EXERCISE DETAILS: Across the records that follow, count each line holding "DuplicateYearPolicy", and write only the total.

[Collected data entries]

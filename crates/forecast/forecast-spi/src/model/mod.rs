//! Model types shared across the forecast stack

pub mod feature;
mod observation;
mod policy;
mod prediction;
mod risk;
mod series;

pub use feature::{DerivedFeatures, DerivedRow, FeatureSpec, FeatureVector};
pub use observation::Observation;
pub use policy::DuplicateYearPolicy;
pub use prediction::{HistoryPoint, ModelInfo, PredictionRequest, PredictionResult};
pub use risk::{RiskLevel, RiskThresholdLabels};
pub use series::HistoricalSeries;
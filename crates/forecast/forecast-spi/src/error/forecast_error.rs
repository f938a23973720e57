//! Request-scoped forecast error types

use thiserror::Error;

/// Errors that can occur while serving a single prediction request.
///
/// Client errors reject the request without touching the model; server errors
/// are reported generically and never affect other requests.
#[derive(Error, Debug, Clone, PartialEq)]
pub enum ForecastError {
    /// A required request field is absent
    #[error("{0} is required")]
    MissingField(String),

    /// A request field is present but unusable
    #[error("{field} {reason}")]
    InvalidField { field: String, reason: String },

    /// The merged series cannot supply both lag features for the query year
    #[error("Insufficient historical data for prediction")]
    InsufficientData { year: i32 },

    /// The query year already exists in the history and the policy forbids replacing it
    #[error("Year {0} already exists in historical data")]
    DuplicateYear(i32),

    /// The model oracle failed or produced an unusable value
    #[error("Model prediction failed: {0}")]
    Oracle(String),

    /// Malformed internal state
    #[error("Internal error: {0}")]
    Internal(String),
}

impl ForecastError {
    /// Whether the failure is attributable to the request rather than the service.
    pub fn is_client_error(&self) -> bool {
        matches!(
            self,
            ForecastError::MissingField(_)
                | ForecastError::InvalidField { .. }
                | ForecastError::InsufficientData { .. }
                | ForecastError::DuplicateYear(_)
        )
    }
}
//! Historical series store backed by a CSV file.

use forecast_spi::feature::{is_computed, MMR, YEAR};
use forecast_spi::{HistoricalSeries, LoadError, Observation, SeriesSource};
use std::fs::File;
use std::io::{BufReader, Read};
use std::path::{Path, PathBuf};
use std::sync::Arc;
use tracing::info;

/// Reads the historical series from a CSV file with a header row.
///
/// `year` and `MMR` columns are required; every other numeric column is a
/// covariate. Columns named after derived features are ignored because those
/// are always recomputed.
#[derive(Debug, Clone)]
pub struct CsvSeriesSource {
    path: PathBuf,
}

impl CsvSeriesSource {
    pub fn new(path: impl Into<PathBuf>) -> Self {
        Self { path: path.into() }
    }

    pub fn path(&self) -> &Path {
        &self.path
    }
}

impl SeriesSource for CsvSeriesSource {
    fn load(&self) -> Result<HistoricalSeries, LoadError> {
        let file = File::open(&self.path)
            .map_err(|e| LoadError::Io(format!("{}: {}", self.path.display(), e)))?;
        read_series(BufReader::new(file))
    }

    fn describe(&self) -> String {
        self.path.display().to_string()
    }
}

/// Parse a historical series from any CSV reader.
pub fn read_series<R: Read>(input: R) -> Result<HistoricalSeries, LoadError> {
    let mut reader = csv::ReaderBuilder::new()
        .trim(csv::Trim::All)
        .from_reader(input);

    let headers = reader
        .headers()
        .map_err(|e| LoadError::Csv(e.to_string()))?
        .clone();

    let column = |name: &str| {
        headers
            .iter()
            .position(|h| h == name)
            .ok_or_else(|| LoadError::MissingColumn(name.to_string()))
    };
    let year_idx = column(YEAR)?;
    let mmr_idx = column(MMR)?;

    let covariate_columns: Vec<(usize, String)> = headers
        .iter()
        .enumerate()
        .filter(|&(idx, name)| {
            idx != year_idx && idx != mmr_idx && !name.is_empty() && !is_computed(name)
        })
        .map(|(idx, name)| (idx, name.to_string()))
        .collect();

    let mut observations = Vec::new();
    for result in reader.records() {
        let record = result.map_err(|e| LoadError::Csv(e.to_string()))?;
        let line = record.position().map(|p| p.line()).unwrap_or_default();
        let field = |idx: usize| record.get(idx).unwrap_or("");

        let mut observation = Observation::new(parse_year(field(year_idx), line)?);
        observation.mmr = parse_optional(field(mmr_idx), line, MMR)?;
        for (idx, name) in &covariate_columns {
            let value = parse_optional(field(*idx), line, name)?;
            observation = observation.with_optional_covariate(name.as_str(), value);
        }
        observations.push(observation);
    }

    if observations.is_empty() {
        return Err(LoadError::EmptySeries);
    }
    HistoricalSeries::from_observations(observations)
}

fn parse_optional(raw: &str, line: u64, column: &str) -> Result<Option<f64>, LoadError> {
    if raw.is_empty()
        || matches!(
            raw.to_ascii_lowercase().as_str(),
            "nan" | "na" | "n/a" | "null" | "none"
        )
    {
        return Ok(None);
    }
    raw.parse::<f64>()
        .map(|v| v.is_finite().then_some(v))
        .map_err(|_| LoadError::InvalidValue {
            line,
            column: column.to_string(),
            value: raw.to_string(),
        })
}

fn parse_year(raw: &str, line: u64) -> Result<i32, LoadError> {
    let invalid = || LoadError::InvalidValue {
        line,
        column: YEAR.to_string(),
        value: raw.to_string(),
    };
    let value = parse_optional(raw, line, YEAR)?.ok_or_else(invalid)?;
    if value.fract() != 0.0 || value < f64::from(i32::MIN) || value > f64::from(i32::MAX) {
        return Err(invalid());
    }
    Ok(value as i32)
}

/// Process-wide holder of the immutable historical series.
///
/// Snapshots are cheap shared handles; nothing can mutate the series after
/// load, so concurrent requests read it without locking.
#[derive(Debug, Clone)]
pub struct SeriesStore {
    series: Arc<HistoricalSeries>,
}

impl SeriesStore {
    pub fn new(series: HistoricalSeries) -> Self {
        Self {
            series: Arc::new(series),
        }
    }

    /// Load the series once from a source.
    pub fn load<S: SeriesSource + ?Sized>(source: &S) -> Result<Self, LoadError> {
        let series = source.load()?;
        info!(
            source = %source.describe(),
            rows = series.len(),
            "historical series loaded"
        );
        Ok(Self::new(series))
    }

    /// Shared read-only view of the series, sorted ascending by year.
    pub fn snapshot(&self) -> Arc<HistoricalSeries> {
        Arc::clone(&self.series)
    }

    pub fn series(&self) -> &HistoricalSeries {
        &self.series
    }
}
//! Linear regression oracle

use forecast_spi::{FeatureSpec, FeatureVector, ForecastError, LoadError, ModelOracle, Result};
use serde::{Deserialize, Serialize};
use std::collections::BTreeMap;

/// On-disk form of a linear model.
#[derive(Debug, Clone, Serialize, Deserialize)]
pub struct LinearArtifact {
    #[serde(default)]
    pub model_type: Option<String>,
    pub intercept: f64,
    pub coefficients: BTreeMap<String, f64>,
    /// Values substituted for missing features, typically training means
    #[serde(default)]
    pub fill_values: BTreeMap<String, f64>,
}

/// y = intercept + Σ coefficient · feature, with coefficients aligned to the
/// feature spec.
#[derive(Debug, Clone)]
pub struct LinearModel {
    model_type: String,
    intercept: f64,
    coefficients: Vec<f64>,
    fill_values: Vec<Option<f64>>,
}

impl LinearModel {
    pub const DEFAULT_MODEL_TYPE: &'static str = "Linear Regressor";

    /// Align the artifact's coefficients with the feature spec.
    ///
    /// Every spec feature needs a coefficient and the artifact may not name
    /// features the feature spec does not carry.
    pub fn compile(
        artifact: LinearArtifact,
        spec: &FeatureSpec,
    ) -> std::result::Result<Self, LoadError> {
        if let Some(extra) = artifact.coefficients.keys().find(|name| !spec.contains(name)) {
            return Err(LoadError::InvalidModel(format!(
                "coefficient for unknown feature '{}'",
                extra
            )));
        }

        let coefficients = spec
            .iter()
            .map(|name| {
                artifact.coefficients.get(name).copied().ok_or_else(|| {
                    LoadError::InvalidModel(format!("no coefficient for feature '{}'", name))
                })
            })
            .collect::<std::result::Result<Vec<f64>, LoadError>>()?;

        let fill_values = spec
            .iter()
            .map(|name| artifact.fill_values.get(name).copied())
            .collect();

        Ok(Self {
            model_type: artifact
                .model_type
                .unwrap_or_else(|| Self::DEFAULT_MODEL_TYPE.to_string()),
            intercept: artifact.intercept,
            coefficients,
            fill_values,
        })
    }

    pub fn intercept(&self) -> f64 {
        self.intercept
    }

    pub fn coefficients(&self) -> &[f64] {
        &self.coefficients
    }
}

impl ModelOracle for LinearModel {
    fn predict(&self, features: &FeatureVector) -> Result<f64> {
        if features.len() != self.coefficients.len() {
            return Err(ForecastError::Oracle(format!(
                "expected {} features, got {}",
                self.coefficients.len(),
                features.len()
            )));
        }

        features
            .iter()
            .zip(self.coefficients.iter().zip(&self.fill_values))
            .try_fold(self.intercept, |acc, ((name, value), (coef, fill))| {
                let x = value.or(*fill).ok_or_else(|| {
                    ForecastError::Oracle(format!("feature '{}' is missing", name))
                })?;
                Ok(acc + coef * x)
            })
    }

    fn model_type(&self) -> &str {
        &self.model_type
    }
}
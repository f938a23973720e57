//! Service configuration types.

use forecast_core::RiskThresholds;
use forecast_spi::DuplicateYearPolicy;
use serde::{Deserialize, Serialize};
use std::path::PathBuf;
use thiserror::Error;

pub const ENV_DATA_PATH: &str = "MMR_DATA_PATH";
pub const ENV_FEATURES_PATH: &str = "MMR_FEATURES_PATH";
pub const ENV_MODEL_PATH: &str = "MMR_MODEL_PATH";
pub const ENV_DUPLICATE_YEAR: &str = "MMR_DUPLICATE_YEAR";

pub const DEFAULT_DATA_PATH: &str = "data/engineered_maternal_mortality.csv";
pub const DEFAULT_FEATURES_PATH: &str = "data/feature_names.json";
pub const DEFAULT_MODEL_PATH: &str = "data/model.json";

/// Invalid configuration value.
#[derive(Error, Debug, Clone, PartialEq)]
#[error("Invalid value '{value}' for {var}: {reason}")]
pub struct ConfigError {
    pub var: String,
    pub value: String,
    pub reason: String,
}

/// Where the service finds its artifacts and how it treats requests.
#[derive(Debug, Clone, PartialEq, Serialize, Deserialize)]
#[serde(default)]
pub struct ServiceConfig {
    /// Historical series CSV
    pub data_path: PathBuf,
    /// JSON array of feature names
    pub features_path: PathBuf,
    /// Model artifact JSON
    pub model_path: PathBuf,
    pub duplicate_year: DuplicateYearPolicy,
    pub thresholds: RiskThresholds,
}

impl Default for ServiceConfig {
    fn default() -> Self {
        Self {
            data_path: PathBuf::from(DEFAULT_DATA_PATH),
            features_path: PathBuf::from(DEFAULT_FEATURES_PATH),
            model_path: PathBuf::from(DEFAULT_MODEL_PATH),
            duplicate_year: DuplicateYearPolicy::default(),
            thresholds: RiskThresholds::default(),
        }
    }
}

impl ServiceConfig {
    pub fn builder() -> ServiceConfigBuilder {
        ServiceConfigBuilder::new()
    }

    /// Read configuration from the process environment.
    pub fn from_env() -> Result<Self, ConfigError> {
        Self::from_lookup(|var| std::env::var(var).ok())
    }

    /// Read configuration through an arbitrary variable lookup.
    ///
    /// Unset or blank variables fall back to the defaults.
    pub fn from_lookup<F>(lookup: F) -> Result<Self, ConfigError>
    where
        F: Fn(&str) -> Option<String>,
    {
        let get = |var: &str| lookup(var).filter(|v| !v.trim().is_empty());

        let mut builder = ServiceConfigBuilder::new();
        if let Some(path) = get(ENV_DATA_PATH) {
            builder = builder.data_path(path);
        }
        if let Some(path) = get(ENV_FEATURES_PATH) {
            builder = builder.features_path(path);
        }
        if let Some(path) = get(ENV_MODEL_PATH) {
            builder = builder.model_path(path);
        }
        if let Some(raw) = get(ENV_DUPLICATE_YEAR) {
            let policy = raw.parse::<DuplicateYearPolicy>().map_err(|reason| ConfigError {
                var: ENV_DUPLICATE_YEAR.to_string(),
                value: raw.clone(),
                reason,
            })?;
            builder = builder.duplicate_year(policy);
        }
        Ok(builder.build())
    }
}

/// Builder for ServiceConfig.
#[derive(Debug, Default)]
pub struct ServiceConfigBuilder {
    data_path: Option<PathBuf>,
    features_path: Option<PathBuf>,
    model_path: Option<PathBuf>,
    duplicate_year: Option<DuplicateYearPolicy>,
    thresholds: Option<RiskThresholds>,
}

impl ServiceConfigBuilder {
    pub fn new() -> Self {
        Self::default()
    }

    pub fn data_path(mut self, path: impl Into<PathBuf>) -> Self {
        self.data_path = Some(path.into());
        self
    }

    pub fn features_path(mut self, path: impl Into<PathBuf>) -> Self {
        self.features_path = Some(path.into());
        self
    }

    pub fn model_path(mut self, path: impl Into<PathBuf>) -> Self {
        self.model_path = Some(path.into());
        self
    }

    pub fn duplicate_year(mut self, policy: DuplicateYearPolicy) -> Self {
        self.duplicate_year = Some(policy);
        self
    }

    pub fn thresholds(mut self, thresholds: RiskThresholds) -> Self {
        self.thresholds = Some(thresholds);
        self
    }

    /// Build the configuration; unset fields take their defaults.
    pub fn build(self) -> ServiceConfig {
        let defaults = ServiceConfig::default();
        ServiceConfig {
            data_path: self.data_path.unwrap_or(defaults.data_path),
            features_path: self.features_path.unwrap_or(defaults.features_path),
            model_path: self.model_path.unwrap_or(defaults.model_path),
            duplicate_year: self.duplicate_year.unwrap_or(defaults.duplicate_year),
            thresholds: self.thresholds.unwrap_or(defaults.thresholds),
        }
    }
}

FINISHED EXERCISE: 7